Give back an exact copy of the lines below, from the first through the line with "let data = tempdir().unwrap();"; please stop there.

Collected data
——————————

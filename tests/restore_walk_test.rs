// Integration tests for the cancellable restore walk

use async_trait::async_trait;
use parking_lot::Mutex;
use pretty_assertions::assert_eq;
use server_backup::backup::{
    BackupError, BackupManager, BackupRecord, RestoreEntry, RestoreOutcome, RestoreSource,
};
use server_backup::config::BackupConfig;
use server_backup::remote::{MemoryRemoteStore, ObjectAttrs, RemoteStore, StoreError};
use std::fs;
use std::io::{Cursor, Read};
use std::ops::ControlFlow;
use std::path::Path;
use std::sync::Arc;
use tempfile::{tempdir, TempDir};
use tokio_util::sync::CancellationToken;
use walkdir::WalkDir;

const BUCKET: &str = "server-backups";

struct Fixture {
    store: MemoryRemoteStore,
    manager: BackupManager,
    scratch: TempDir,
    data: TempDir,
}

/// Tree containing `a.txt`, `dir/` and `dir/b.txt`
fn fixture() -> Fixture {
    let _ = tracing_subscriber::fmt().with_test_writer().try_init();

    let scratch = tempdir().unwrap();
    let data = tempdir().unwrap();
    fs::write(data.path().join("a.txt"), b"alpha").unwrap();
    fs::create_dir(data.path().join("dir")).unwrap();
    fs::write(data.path().join("dir/b.txt"), b"bravo").unwrap();

    let store = MemoryRemoteStore::with_buckets([BUCKET]);
    let manager = BackupManager::new(
        Arc::new(store.clone()),
        BackupConfig::default().with_scratch_directory(scratch.path()),
    );
    Fixture {
        store,
        manager,
        scratch,
        data,
    }
}

async fn uploaded(f: &Fixture, identifier: &str) -> BackupRecord {
    let record = BackupRecord::new(identifier, "").unwrap();
    f.manager
        .generate(&record, &CancellationToken::new(), f.data.path(), None)
        .await
        .expect("generate should succeed");
    record
}

fn files_under(path: &Path) -> usize {
    WalkDir::new(path)
        .into_iter()
        .filter_map(Result::ok)
        .filter(|entry| entry.file_type().is_file())
        .count()
}

type Seen = Arc<Mutex<Vec<(String, String)>>>;

fn recorder(
    seen: &Seen,
) -> impl FnMut(RestoreEntry<'_>) -> anyhow::Result<ControlFlow<()>> + Send + 'static {
    let seen = Arc::clone(seen);
    move |mut entry: RestoreEntry<'_>| {
        let mut body = String::new();
        entry.reader.read_to_string(&mut body)?;
        seen.lock().push((entry.name, body));
        Ok(ControlFlow::Continue(()))
    }
}

#[tokio::test]
async fn test_restore_from_remote_skips_directories() {
    let f = fixture();
    let record = uploaded(&f, "abc123").await;
    let seen: Seen = Arc::default();

    let outcome = f
        .manager
        .restore(&record, &CancellationToken::new(), RestoreSource::Remote, recorder(&seen))
        .await
        .unwrap();

    assert_eq!(outcome, RestoreOutcome::Completed);
    assert_eq!(
        *seen.lock(),
        vec![
            ("a.txt".to_string(), "alpha".to_string()),
            ("dir/b.txt".to_string(), "bravo".to_string()),
        ]
    );
    // Scratch download is gone once the walk ends
    assert_eq!(files_under(f.scratch.path()), 0);
}

#[tokio::test]
async fn test_remote_restore_leaves_other_archives_alone() {
    let f = fixture();
    let record = uploaded(&f, "x").await;

    // Pending archive of a generate for the identifier "x.restore"
    let neighbour = BackupRecord::new("x.restore", "").unwrap();
    let pending = f.manager.local_path(&neighbour);
    fs::write(&pending, b"pending archive").unwrap();

    let seen: Seen = Arc::default();
    let outcome = f
        .manager
        .restore(&record, &CancellationToken::new(), RestoreSource::Remote, recorder(&seen))
        .await
        .unwrap();

    assert_eq!(outcome, RestoreOutcome::Completed);
    assert_eq!(seen.lock().len(), 2);
    assert_eq!(fs::read(&pending).unwrap(), b"pending archive".to_vec());
    assert_eq!(files_under(f.scratch.path()), 1);
}

/// Download that writes part of the body, fires the token, then never finishes.
struct StalledDownload {
    inner: MemoryRemoteStore,
    cancel: CancellationToken,
}

#[async_trait]
impl RemoteStore for StalledDownload {
    async fn list_buckets(&self) -> Result<Vec<String>, StoreError> {
        self.inner.list_buckets().await
    }

    async fn object_attrs(
        &self,
        bucket: &str,
        key: &str,
    ) -> Result<Option<ObjectAttrs>, StoreError> {
        self.inner.object_attrs(bucket, key).await
    }

    async fn upload_object(
        &self,
        bucket: &str,
        key: &str,
        source: &Path,
    ) -> Result<(), StoreError> {
        self.inner.upload_object(bucket, key, source).await
    }

    async fn download_object(
        &self,
        _bucket: &str,
        _key: &str,
        destination: &Path,
    ) -> Result<(), StoreError> {
        if let Some(parent) = destination.parent() {
            tokio::fs::create_dir_all(parent).await?;
        }
        tokio::fs::write(destination, b"partial body").await?;
        self.cancel.cancel();
        std::future::pending().await
    }

    async fn delete_object(&self, bucket: &str, key: &str) -> Result<(), StoreError> {
        self.inner.delete_object(bucket, key).await
    }
}

#[tokio::test]
async fn test_cancel_during_download() {
    let f = fixture();
    let record = uploaded(&f, "abc123").await;
    let cancel = CancellationToken::new();
    let manager = BackupManager::new(
        Arc::new(StalledDownload {
            inner: f.store.clone(),
            cancel: cancel.clone(),
        }),
        BackupConfig::default().with_scratch_directory(f.scratch.path()),
    );
    let seen: Seen = Arc::default();

    let outcome = manager
        .restore(&record, &cancel, RestoreSource::Remote, recorder(&seen))
        .await
        .unwrap();

    assert_eq!(outcome, RestoreOutcome::Cancelled);
    assert!(seen.lock().is_empty());
    assert_eq!(files_under(f.scratch.path()), 0);
    assert_eq!(f.store.keys(BUCKET), vec!["abc123.tar.gz".to_string()]);
}

#[tokio::test]
async fn test_restore_from_reader() {
    let f = fixture();
    uploaded(&f, "abc123").await;
    let bytes = f.store.object_bytes(BUCKET, "abc123.tar.gz").unwrap();
    let record = BackupRecord::new("abc123", "").unwrap();
    let seen: Seen = Arc::default();

    let outcome = f
        .manager
        .restore(
            &record,
            &CancellationToken::new(),
            RestoreSource::Reader(Box::new(Cursor::new(bytes))),
            recorder(&seen),
        )
        .await
        .unwrap();

    assert_eq!(outcome, RestoreOutcome::Completed);
    assert_eq!(seen.lock().len(), 2);
}

#[tokio::test]
async fn test_cancelled_before_first_entry() {
    let f = fixture();
    let record = uploaded(&f, "abc123").await;
    let seen: Seen = Arc::default();
    let cancel = CancellationToken::new();
    cancel.cancel();

    let bytes = f.store.object_bytes(BUCKET, "abc123.tar.gz").unwrap();
    let outcome = f
        .manager
        .restore(
            &record,
            &cancel,
            RestoreSource::Reader(Box::new(Cursor::new(bytes))),
            recorder(&seen),
        )
        .await
        .unwrap();

    assert_eq!(outcome, RestoreOutcome::Cancelled);
    assert!(seen.lock().is_empty());
}

#[tokio::test]
async fn test_cancel_mid_walk_stops_before_next_entry() {
    let f = fixture();
    let record = uploaded(&f, "abc123").await;
    let cancel = CancellationToken::new();
    let calls = Arc::new(Mutex::new(0usize));

    let token = cancel.clone();
    let counter = Arc::clone(&calls);
    let outcome = f
        .manager
        .restore(&record, &cancel, RestoreSource::Remote, move |_entry: RestoreEntry<'_>| {
            *counter.lock() += 1;
            token.cancel();
            Ok(ControlFlow::Continue(()))
        })
        .await
        .unwrap();

    assert!(outcome.is_cancelled());
    assert_eq!(*calls.lock(), 1);
}

#[tokio::test]
async fn test_handler_break_is_normal_completion() {
    let f = fixture();
    let record = uploaded(&f, "abc123").await;
    let calls = Arc::new(Mutex::new(0usize));

    let counter = Arc::clone(&calls);
    let handler = move |_entry: RestoreEntry<'_>| -> anyhow::Result<ControlFlow<()>> {
        *counter.lock() += 1;
        Ok(ControlFlow::Break(()))
    };
    let outcome = f
        .manager
        .restore(&record, &CancellationToken::new(), RestoreSource::Remote, handler)
        .await
        .unwrap();

    assert_eq!(outcome, RestoreOutcome::Completed);
    assert_eq!(*calls.lock(), 1);
}

#[tokio::test]
async fn test_handler_error_propagates() {
    let f = fixture();
    let record = uploaded(&f, "abc123").await;

    let handler = |entry: RestoreEntry<'_>| -> anyhow::Result<ControlFlow<()>> {
        anyhow::bail!("disk full while writing {}", entry.name)
    };
    let err = f
        .manager
        .restore(&record, &CancellationToken::new(), RestoreSource::Remote, handler)
        .await
        .unwrap_err();

    assert!(matches!(err, BackupError::Callback(_)), "unexpected error: {err}");
    assert!(err.to_string().contains("disk full while writing a.txt"));
}

#[tokio::test]
async fn test_restore_missing_remote_is_not_found() {
    let f = fixture();
    let record = BackupRecord::new("missing-id", "").unwrap();
    let seen: Seen = Arc::default();

    let err = f
        .manager
        .restore(&record, &CancellationToken::new(), RestoreSource::Remote, recorder(&seen))
        .await
        .unwrap_err();

    assert!(err.is_not_found());
    assert!(seen.lock().is_empty());
}

#[tokio::test]
async fn test_restore_local_after_generate_has_no_archive() {
    // Generate never leaves the local archive behind.
    let f = fixture();
    let record = uploaded(&f, "abc123").await;
    let seen: Seen = Arc::default();

    let err = f
        .manager
        .restore(&record, &CancellationToken::new(), RestoreSource::Local, recorder(&seen))
        .await
        .unwrap_err();

    assert!(matches!(err, BackupError::Archive(_)));
}

#[tokio::test]
async fn test_restore_blocking_with_borrowed_state() {
    let f = fixture();
    uploaded(&f, "abc123").await;
    let bytes = f.store.object_bytes(BUCKET, "abc123.tar.gz").unwrap();
    let record = BackupRecord::new("abc123", "").unwrap();

    let mut names = Vec::new();
    let outcome = f
        .manager
        .restore_blocking(
            &record,
            &CancellationToken::new(),
            &mut Cursor::new(bytes),
            |entry: RestoreEntry<'_>| {
                names.push(entry.name);
                Ok(ControlFlow::Continue(()))
            },
        )
        .unwrap();

    assert_eq!(outcome, RestoreOutcome::Completed);
    assert_eq!(names, vec!["a.txt".to_string(), "dir/b.txt".to_string()]);
}

#[tokio::test]
async fn test_corrupt_archive_is_an_error() {
    let f = fixture();
    let record = BackupRecord::new("abc123", "").unwrap();
    let seen: Seen = Arc::default();

    let err = f
        .manager
        .restore(
            &record,
            &CancellationToken::new(),
            RestoreSource::Reader(Box::new(Cursor::new(b"definitely not gzip".to_vec()))),
            recorder(&seen),
        )
        .await
        .unwrap_err();

    assert!(matches!(err, BackupError::Archive(_)));
    assert!(seen.lock().is_empty());
}

#[cfg(unix)]
#[tokio::test]
async fn test_entry_metadata_is_preserved() {
    use std::os::unix::fs::PermissionsExt;

    let f = fixture();
    fs::set_permissions(f.data.path().join("a.txt"), fs::Permissions::from_mode(0o640)).unwrap();
    let record = uploaded(&f, "abc123").await;
    let modes = Arc::new(Mutex::new(Vec::new()));

    let sink = Arc::clone(&modes);
    let handler = move |entry: RestoreEntry<'_>| -> anyhow::Result<ControlFlow<()>> {
        sink.lock().push((entry.name, entry.mode & 0o777, entry.modified.timestamp() > 0));
        Ok(ControlFlow::Continue(()))
    };
    f.manager
        .restore(&record, &CancellationToken::new(), RestoreSource::Remote, handler)
        .await
        .unwrap();

    let modes = modes.lock();
    assert_eq!(modes[0], ("a.txt".to_string(), 0o640, true));
}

——————————

▸ **WRITTEN SOLUTION**
filename tests/restore_walk_test.rs
// Integration tests for the cancellable restore walk

use async_trait::async_trait;
use parking_lot::Mutex;
use pretty_assertions::assert_eq;
use server_backup::backup::{
    BackupError, BackupManager, BackupRecord, RestoreEntry, RestoreOutcome, RestoreSource,
};
use server_backup::config::BackupConfig;
use server_backup::remote::{MemoryRemoteStore, ObjectAttrs, RemoteStore, StoreError};
use std::fs;
use std::io::{Cursor, Read};
use std::ops::ControlFlow;
use std::path::Path;
use std::sync::Arc;
use tempfile::{tempdir, TempDir};
use tokio_util::sync::CancellationToken;
use walkdir::WalkDir;

const BUCKET: &str = "server-backups";

struct Fixture {
    store: MemoryRemoteStore,
    manager: BackupManager,
    scratch: TempDir,
    data: TempDir,
}

/// Tree containing `a.txt`, `dir/` and `dir/b.txt`
fn fixture() -> Fixture {
    let _ = tracing_subscriber::fmt().with_test_writer().try_init();

    let scratch = tempdir().unwrap();
    let data = tempdir().unwrap();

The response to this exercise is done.